On October 12 of that year, the Spanish group won the gold medal in the all-around of the World Championship in Athens. This medal was described by the media as historic, since it was the first time that Spain had won the World Championships in rhythmic gymnastics. On the first day of the all-around, they achieved a score of 19.500 in the exercise with 3 balls and 3 ropes, while on the following day, with their 6 ribbons performance, they obtained a mark of 19.350 (9.90 in composition and 9.45 for execution). With a total score of 38.850, the Spanish team managed to beat the USSR team by 50 thousandths, while North Korea won bronze.

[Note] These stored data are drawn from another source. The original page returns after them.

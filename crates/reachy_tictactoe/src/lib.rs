//! Reachy tic-tac-toe core.
//!
//! Everything a robot needs to play tic-tac-toe against a person across a
//! physical board, minus the hardware itself.
//!
//! # Architecture
//!
//! - **Codec**: camera frame to canonical board, with confidence thresholds
//!   and the 180° viewpoint transform
//! - **Transition**: classifies the change between two board reads
//! - **Rules**: win, draw and contested-board detection
//! - **Engine**: exhaustive game-tree search with a fixed tie-break order
//! - **Orchestrator**: the turn state machine that sequences perception,
//!   decisions and actuation
//! - **Safety**: thermal cooldown gating between games
//!
//! Hardware is reached only through the traits in [`collaborators`].

#![warn(missing_docs)]
#![forbid(unsafe_code)]

mod action;
mod position;
mod types;

pub mod codec;
pub mod collaborators;
pub mod config;
pub mod engine;
pub mod error;
pub mod events;
pub mod invariants;
pub mod orchestrator;
pub mod rules;
pub mod safety;
pub mod session;
pub mod transition;

// Crate-level exports - Board model
pub use action::{Move, MoveError};
pub use position::Position;
pub use types::{Board, CellValue, Mover, Outcome, ParseBoardError};

// Crate-level exports - Perception
pub use codec::{
    BoardCodec, CellClassifier, Classification, CodecConfig, CodecError, DecodedFrame, Frame,
    FrameError, Region, Validity, ValidityClassifier,
};

// Crate-level exports - Decisions
pub use engine::{Decision, EngineError, choose_move, minimax_value};
pub use rules::{ContestedBoard, evaluate};
pub use transition::{Transition, Violation, validate};

// Crate-level exports - Orchestration
pub use collaborators::{Actuator, Camera, KeepAlive, Telemetry};
pub use config::{ConfigError, PlaygroundConfig};
pub use error::{CollaboratorError, OrchestratorError};
pub use events::{EventSink, GameEvent};
pub use orchestrator::{GameReport, Orchestrator, TurnConfig, TurnState};
pub use safety::{SafetyConfig, SafetyGovernor};
pub use session::{GameSession, SessionError};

The next day, they would also be silver medalists in the two apparatus finals, the 6 ribbon and the 3 balls and 3 ropes finals.

Alonso won these medals together with Lorea Elso, Bito Fuster, Isabel Gómez, Montse Martín and Gemma Royo, with Cristina Chapuli and Marta Aberturas as the group's substitutes. The winning of these would be narrated for Spain through La 2 de TVE by the journalist Paloma del Río. After this achievement, at the end of 1991 they would tour Switzerland.

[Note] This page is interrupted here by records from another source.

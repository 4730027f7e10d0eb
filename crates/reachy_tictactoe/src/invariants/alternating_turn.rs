//! Alternating turn invariant.

use super::super::GameSession;
use super::Invariant;

/// Invariant: sides alternate, starting with the coin-flip winner.
///
/// The side on turn is the first mover after an even number of moves and
/// the other side after an odd number.
pub struct AlternatingTurnInvariant;

impl Invariant<GameSession> for AlternatingTurnInvariant {
    fn holds(session: &GameSession) -> bool {
        let history = session.history();

        if let Some(first) = history.first()
            && first.mover != session.first_mover()
        {
            return false;
        }

        if history.windows(2).any(|w| w[0].mover == w[1].mover) {
            return false;
        }

        let expected_next = if history.len() % 2 == 0 {
            session.first_mover()
        } else {
            session.first_mover().opponent()
        };
        session.to_move() == expected_next
    }

    fn description() -> &'static str {
        "Sides alternate turns starting with the first mover"
    }
}

#[cfg(test)]
mod tests {
    use super::*;
    use crate::{Board, Move, Mover, Position};

    #[test]
    fn test_accepted_moves_alternate() {
        let mut session = GameSession::start(Mover::Robot);
        let mv = Move::new(Position::Center, Mover::Robot);
        session.accept(mv, Board::EMPTY.apply(mv).unwrap()).unwrap();
        assert!(AlternatingTurnInvariant::holds(&session));
        assert_eq!(session.to_move(), Mover::Human);
    }

    #[test]
    fn test_wrong_first_mover_violates() {
        let session = GameSession::from_parts(
            ".../.H./...".parse().unwrap(),
            Mover::Robot,
            Mover::Robot,
            vec![Move::new(Position::Center, Mover::Human)],
        );
        assert!(!AlternatingTurnInvariant::holds(&session));
    }

    #[test]
    fn test_repeated_mover_violates() {
        let session = GameSession::from_parts(
            "H../.H./...".parse().unwrap(),
            Mover::Robot,
            Mover::Human,
            vec![
                Move::new(Position::TopLeft, Mover::Human),
                Move::new(Position::Center, Mover::Human),
            ],
        );
        assert!(!AlternatingTurnInvariant::holds(&session));
    }
}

In 1992 they won silver in a tournament in Karlsruhe, and later they were invited to give an exhibition at one in Corbeil-Essonnes. In June, with new exercises, they participated in the European Championships in Stuttgart, where they shared the gold medal in the all-around with the Russian team, in addition to winning another gold in the 3 balls and 3 ropes final and bronze in 6 ribbons. The group was made up of Alonso, Lorea Elso, Bito Fuster, Isabel Gómez, Montse Martín and Gemma Royo, with the new members Alicia Martín and Cristina Martínez as the substitutes. As rhythmic gymnastics groups were not able to participate in the Olympics at that time, she did not compete at the 1992 Summer Olympics. However, she participated with the rest of her teammates in the opening ceremony, leading the parade of the participating nations.

Shortly after, they won gold at both the Asvo Cup in Austria and the Alfred Vogel Cup in the Netherlands, where they also won silver in 6 ribbons and gold in 3 balls and 3 ropes. Gómez and Fuster were injured before the World Championships in Brussels, which took place in November 1992. They were kept on the team as substitutes, but in the competing lineup were replaced by Alicia Martín, Cristina Martínez and Bárbara Plaza. In this competition, the team won silver in the all-around, with their score just one tenth of a point away from allowing them to retain the world title they had won the previous year. In addition, on November 22 they won bronze in the 6 ribbons final and were 8th with 3 balls and 3 ropes. After this Débora, retired from competitions, as would the rest of the group that had been world champions in Athens in 1991.

After her retirement, she began to teach physical condition, aerobics, ballroom dancing and rhythmic gymnastics in the town of Cervera de Pisuerga, where she lives with her family.

== Legacy and influence ==
The national rhythmic gymnastics group of 1991 won the first world title for Spanish rhythmic gymnastics at the World Championships in Athens. It was the first time a rhythmic gymnastics team from a Western country had prevailed over those from Eastern European countries. Reviews of this milestone appear in books such as Gimnasia rítmica deportiva: aspectos y evolución (1995) by Aurora Fernández del Valle, Enredando en la memoria (2015) by Paloma del Río and Pinceladas de rítmica (2017) by Montse and Manel Martín.